Stored items:
┏━━

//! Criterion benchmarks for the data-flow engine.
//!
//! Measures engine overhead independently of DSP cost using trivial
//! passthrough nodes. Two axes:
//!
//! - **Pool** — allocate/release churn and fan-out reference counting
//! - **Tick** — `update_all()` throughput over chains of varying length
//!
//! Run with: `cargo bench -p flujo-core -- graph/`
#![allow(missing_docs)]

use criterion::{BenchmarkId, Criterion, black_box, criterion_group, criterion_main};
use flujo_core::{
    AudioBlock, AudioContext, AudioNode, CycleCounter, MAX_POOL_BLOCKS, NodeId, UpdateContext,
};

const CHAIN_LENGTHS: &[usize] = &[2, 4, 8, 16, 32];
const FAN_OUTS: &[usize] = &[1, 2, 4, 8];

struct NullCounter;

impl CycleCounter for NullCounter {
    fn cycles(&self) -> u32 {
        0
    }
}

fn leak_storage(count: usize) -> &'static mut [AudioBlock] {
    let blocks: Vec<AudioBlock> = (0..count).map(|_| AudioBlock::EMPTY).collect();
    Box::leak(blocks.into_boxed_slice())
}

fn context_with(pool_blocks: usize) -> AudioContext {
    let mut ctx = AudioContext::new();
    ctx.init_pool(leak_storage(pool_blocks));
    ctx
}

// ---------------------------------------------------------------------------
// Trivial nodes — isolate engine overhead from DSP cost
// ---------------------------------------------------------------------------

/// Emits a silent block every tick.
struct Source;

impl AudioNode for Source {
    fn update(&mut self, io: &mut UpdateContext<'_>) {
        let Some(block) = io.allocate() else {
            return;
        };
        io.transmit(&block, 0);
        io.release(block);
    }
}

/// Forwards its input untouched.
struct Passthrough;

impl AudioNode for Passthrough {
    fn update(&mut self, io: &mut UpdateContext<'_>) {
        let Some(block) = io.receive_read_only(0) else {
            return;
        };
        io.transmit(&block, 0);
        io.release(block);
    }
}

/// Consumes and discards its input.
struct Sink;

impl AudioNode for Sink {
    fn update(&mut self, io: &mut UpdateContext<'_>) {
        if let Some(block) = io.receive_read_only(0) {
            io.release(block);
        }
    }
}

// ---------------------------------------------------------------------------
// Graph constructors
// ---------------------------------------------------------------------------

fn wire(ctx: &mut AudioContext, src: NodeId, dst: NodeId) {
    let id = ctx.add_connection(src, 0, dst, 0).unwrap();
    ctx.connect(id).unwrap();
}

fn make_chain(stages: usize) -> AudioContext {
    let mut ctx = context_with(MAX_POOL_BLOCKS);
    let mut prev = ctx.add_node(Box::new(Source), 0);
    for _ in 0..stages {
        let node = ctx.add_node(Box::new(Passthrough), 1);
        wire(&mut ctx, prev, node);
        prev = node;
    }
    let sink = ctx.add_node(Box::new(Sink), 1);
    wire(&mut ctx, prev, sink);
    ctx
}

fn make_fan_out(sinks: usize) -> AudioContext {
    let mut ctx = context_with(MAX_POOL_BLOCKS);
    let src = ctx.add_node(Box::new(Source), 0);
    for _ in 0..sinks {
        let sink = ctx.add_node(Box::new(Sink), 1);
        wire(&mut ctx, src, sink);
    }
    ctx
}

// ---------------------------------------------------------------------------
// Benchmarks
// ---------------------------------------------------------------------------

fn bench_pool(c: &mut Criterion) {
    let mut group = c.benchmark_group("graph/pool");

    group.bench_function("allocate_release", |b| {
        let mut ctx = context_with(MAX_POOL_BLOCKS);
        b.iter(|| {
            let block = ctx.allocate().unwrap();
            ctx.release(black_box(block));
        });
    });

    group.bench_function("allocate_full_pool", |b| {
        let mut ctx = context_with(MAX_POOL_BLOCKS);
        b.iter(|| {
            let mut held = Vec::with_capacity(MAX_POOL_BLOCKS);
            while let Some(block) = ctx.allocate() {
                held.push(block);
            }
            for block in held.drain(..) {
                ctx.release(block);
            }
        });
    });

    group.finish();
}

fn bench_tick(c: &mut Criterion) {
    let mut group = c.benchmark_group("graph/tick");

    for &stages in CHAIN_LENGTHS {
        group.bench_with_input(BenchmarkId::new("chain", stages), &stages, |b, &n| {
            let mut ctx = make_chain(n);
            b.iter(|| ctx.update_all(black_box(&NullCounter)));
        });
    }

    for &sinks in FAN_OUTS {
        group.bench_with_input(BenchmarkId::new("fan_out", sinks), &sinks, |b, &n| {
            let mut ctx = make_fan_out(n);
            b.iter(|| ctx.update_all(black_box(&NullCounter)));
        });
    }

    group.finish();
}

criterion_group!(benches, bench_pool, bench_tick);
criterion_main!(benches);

┗━━
┏━━

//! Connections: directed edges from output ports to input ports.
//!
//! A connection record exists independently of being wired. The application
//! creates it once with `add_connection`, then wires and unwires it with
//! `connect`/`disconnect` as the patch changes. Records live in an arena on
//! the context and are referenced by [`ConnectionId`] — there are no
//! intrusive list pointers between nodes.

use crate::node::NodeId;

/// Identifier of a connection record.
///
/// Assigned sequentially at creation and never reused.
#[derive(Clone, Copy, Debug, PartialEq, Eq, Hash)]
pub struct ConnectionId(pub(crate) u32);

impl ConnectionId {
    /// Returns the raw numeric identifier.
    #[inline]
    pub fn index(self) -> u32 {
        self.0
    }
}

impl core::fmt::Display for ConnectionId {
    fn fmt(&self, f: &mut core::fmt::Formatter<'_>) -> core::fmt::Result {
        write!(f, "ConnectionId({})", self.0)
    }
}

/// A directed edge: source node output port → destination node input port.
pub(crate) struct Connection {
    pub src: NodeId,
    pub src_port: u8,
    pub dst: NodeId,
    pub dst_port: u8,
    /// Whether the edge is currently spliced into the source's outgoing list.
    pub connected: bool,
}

┗━━

● Your objective: Using the entries above, find all lines with "from". Copy them.

● Task solution:
// Trivial nodes — isolate engine overhead from DSP cost
//! Connections: directed edges from output ports to input ports.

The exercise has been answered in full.